DIRECTIONS FOR THIS TASK:
Scan the material and copy every line in which "impl" appears.

(RECORDS Opens)

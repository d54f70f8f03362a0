//! Derived market metrics: TAM, SAM/SOM, scenario forecasts and
//! cross-source validation, plus the service tying them to data resolution.

pub mod forecast_calculator;
pub mod sam_calculator;
pub mod sizing_model;
pub mod sizing_service;
pub mod tam_calculator;
pub mod validation_calculator;


pub use forecast_calculator::forecast;
pub use sam_calculator::calculate_sam;
pub use sizing_model::*;
pub use sizing_service::{MarketSizingService, MarketSizingServiceTrait};
pub use tam_calculator::calculate_tam;
pub use validation_calculator::{validate_estimate, validate_many};
use std::sync::Arc;

use async_trait::async_trait;
use log::{info, warn};

use marketlens_market_data::{
    build_cache, default_adapters, LogicalQuery, MarketSizeResult, NormalizedResult,
    ProviderOrchestrator, ResolveDiagnostics, ResolveOptions, StaticFallback,
};

use super::*;
use crate::config::Config;
use crate::constants::DEFAULT_VALIDATION_THRESHOLD;
use crate::errors::{Error, Result};

/// Consumer-facing operations: data resolution plus the derived metrics.
#[async_trait]
pub trait MarketSizingServiceTrait: Send + Sync {
    /// Resolves a logical query through the provider orchestrator.
    async fn resolve(&self, query: &LogicalQuery) -> Result<MarketSizeResult>;

    async fn resolve_with_diagnostics(
        &self,
        query: &LogicalQuery,
        options: &ResolveOptions,
    ) -> (Result<MarketSizeResult>, ResolveDiagnostics);

    fn calculate_tam(&self, params: &TamParams) -> Result<TamResult>;

    fn calculate_sam(&self, params: &SamParams) -> Result<SamResult>;

    fn forecast(&self, params: &ForecastParams) -> Result<ForecastResult>;

    /// Compares a candidate against an independently obtained reference.
    fn validate(&self, candidate: f64, reference: f64) -> Result<ValidationResult>;

    fn validate_many(&self, estimates: &[Estimate]) -> Result<ConsensusReport>;

    /// Resolves the base market size, then runs TAM and SAM on it.
    async fn size_market(&self, request: &SizeMarketRequest) -> Result<MarketSizingReport>;

    /// Resolves `query`, resolves it again without the source that
    /// answered first, and validates the first answer against the second.
    async fn cross_validate(&self, query: &LogicalQuery) -> Result<CrossValidation>;
}

pub struct MarketSizingService {
    orchestrator: Arc<ProviderOrchestrator>,
    sam_factors: SamFactors,
    scenario_rates: ScenarioRates,
    validation_threshold: f64,
}

impl MarketSizingService {
    pub fn new(orchestrator: Arc<ProviderOrchestrator>) -> Self {
        Self {
            orchestrator,
            sam_factors: SamFactors::default(),
            scenario_rates: ScenarioRates::default(),
            validation_threshold: DEFAULT_VALIDATION_THRESHOLD,
        }
    }

    /// Builds the cache, the default adapters and the orchestrator from
    /// `config`.
    pub async fn from_config(config: &Config) -> Result<Self> {
        config.sam_factors.validate()?;

        let cache = build_cache::<NormalizedResult>(&config.cache).await?;
        let adapters = default_adapters(&config.credentials, config.request_timeout);
        let available = adapters.iter().filter(|a| a.is_available()).count();
        info!(
            "Market sizing service: {} of {} adapters available",
            available,
            adapters.len()
        );

        let mut orchestrator = ProviderOrchestrator::new(adapters, cache);
        if config.mock_fallback {
            orchestrator = orchestrator.with_fallback(StaticFallback::new());
        }
        if let Some(deadline) = config.resolve_deadline {
            orchestrator = orchestrator.with_deadline(deadline);
        }

        Ok(Self::new(Arc::new(orchestrator))
            .with_sam_factors(config.sam_factors)
            .with_scenario_rates(config.scenario_rates)
            .with_validation_threshold(config.validation_threshold))
    }

    pub fn with_sam_factors(mut self, sam_factors: SamFactors) -> Self {
        self.sam_factors = sam_factors;
        self
    }

    pub fn with_scenario_rates(mut self, scenario_rates: ScenarioRates) -> Self {
        self.scenario_rates = scenario_rates;
        self
    }

    pub fn with_validation_threshold(mut self, threshold: f64) -> Self {
        self.validation_threshold = threshold;
        self
    }

    pub fn orchestrator(&self) -> &Arc<ProviderOrchestrator> {
        &self.orchestrator
    }
}

#[async_trait]
impl MarketSizingServiceTrait for MarketSizingService {
    async fn resolve(&self, query: &LogicalQuery) -> Result<MarketSizeResult> {
        Ok(self.orchestrator.resolve(query).await?)
    }

    async fn resolve_with_diagnostics(
        &self,
        query: &LogicalQuery,
        options: &ResolveOptions,
    ) -> (Result<MarketSizeResult>, ResolveDiagnostics) {
        let (result, diagnostics) = self
            .orchestrator
            .resolve_with_diagnostics(query, options)
            .await;
        (result.map_err(Error::from), diagnostics)
    }

    fn calculate_tam(&self, params: &TamParams) -> Result<TamResult> {
        calculate_tam(params)
    }

    fn calculate_sam(&self, params: &SamParams) -> Result<SamResult> {
        calculate_sam(params, &self.sam_factors)
    }

    fn forecast(&self, params: &ForecastParams) -> Result<ForecastResult> {
        forecast(params, &self.scenario_rates)
    }

    fn validate(&self, candidate: f64, reference: f64) -> Result<ValidationResult> {
        validate_estimate(candidate, reference, self.validation_threshold)
    }

    fn validate_many(&self, estimates: &[Estimate]) -> Result<ConsensusReport> {
        validate_many(estimates, self.validation_threshold)
    }

    async fn size_market(&self, request: &SizeMarketRequest) -> Result<MarketSizingReport> {
        let query = LogicalQuery::market_size(&request.industry, &request.region);
        let market = self.resolve(&query).await?;
        if market.is_mock() {
            warn!(
                "Sizing {} from the static fallback table, not provider data",
                query
            );
        }

        let tam = self.calculate_tam(&TamParams {
            base_market_size: Some(market.value),
            annual_growth_rate: request.annual_growth_rate,
            projection_years: request.projection_years,
            segmentation_adjustment: request.segmentation_adjustment.clone(),
        })?;
        let sam = self.calculate_sam(&SamParams {
            tam: Some(tam.final_tam),
            constraints: request.constraints.clone(),
        })?;

        Ok(MarketSizingReport { market, tam, sam })
    }

    async fn cross_validate(&self, query: &LogicalQuery) -> Result<CrossValidation> {
        let primary = self.resolve(query).await?;
        if primary.is_mock() {
            return Err(Error::CrossValidation(format!(
                "no live source answered {}",
                query
            )));
        }

        let options = ResolveOptions::excluding([primary.source.clone()]);
        let reference = self.orchestrator.resolve_with(query, &options).await?;
        if reference.is_mock() {
            return Err(Error::CrossValidation(format!(
                "only '{}' could answer {}",
                primary.source, query
            )));
        }

        let validation = self.validate(primary.value, reference.value)?;
        info!(
            "Cross-validated {}: {} vs {} (variance {:.3})",
            query, primary.source, reference.source, validation.variance
        );
        Ok(CrossValidation {
            primary,
            reference,
            validation,
        })
    }
}
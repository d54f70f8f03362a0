//! FRED (Federal Reserve Economic Data) adapter.
//!
//! Answers `EconomicSeries` queries with the latest observation of a
//! series, via `series/observations?sort_order=desc&limit=1`.
//!
//! API documentation: https://fred.stlouisfed.org/docs/api/fred/

use async_trait::async_trait;
use reqwest::StatusCode;
use serde::Deserialize;
use serde_json::json;
use tracing::debug;

use crate::errors::MarketDataError;
use crate::models::{LogicalQuery, NormalizedResult, QueryKind};
use crate::provider::http::{parse_json, parse_number, HttpClient};
use crate::provider::{AdapterConfig, ProviderAdapter, ProviderCapabilities, RateLimit};

pub const BASE_URL: &str = "https://api.stlouisfed.org/fred";
pub const API_KEY_VAR: &str = "FRED_API_KEY";
const PROVIDER_ID: &str = "FRED";
const CONFIDENCE: f64 = 0.95;

/// FRED's marker for a missing observation.
const MISSING_VALUE: &str = ".";

#[derive(Debug, Deserialize)]
struct ObservationsResponse {
    #[serde(default)]
    units: Option<String>,
    #[serde(default)]
    observations: Vec<Observation>,
}

#[derive(Debug, Deserialize)]
struct Observation {
    date: String,
    value: String,
}

/// Error envelope, sent with 4xx statuses.
#[derive(Debug, Deserialize)]
struct ErrorResponse {
    error_code: u16,
    error_message: String,
}

/// FRED adapter.
pub struct FredAdapter {
    http: HttpClient,
    config: AdapterConfig,
}

impl FredAdapter {
    pub fn new(config: AdapterConfig) -> Self {
        Self {
            http: HttpClient::new(PROVIDER_ID, &config),
            config,
        }
    }

    /// Classifies a FRED error envelope.
    fn classify_error(series_id: &str, error: ErrorResponse) -> MarketDataError {
        if error.error_code == StatusCode::TOO_MANY_REQUESTS.as_u16() {
            return MarketDataError::rate_limited(PROVIDER_ID);
        }
        if error.error_code == 400 && error.error_message.contains("does not exist") {
            return MarketDataError::no_data(
                PROVIDER_ID,
                format!("series '{}' does not exist", series_id),
            );
        }
        MarketDataError::provider(
            PROVIDER_ID,
            format!("{}: {}", error.error_code, error.error_message),
        )
    }

    fn normalize(series_id: &str, body: &str) -> Result<NormalizedResult, MarketDataError> {
        let response: ObservationsResponse = parse_json(PROVIDER_ID, body)?;

        let observation = response.observations.first().ok_or_else(|| {
            MarketDataError::no_data(
                PROVIDER_ID,
                format!("no observations for '{}'", series_id),
            )
        })?;

        let value = parse_number(&observation.value, &[MISSING_VALUE]).ok_or_else(|| {
            MarketDataError::no_data(
                PROVIDER_ID,
                format!(
                    "'{}' has no value on {} ('{}')",
                    series_id, observation.date, observation.value
                ),
            )
        })?;

        let details = json!({
            "seriesId": series_id,
            "date": observation.date,
            "units": response.units,
        });
        Ok(NormalizedResult::new(value, PROVIDER_ID, details, CONFIDENCE))
    }
}

#[async_trait]
impl ProviderAdapter for FredAdapter {
    fn id(&self) -> &'static str {
        PROVIDER_ID
    }

    fn priority(&self) -> u8 {
        5
    }

    fn capabilities(&self) -> ProviderCapabilities {
        ProviderCapabilities {
            query_kinds: &[QueryKind::EconomicSeries],
            requires_credential: true,
            confidence: CONFIDENCE,
        }
    }

    fn rate_limit(&self) -> RateLimit {
        RateLimit {
            requests_per_minute: 120,
            burst_capacity: 20,
        }
    }

    fn is_available(&self) -> bool {
        self.config.has_api_key()
    }

    async fn fetch(&self, query: &LogicalQuery) -> Result<NormalizedResult, MarketDataError> {
        let LogicalQuery::EconomicSeries { series_id } = query else {
            return Err(MarketDataError::UnsupportedQuery {
                provider: PROVIDER_ID.to_string(),
                kind: query.kind(),
            });
        };
        let api_key = self
            .config
            .api_key
            .as_deref()
            .ok_or_else(|| MarketDataError::CredentialMissing {
                provider: PROVIDER_ID.to_string(),
            })?;

        let series_id = series_id.trim().to_uppercase();
        let url = self.http.url(
            &format!("{}/series/observations", self.config.base()),
            &[
                ("series_id", series_id.as_str()),
                ("api_key", api_key),
                ("file_type", "json"),
                ("sort_order", "desc"),
                ("limit", "1"),
            ],
        )?;

        let response = self.http.get(url).await?;
        if !response.status.is_success() {
            // FRED explains 4xx responses in a JSON envelope
            return match serde_json::from_str::<ErrorResponse>(&response.body) {
                Ok(error) => Err(Self::classify_error(&series_id, error)),
                Err(_) => Err(MarketDataError::provider(
                    PROVIDER_ID,
                    format!("HTTP {}", response.status),
                )),
            };
        }

        let result = Self::normalize(&series_id, &response.body)?;
        debug!("FRED {} = {}", series_id, result.value);
        Ok(result)
    }
}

(RECORDS Closes)

ANSWER BOX:
impl MarketSizingService {
impl MarketSizingServiceTrait for MarketSizingService {
impl FredAdapter {
impl ProviderAdapter for FredAdapter {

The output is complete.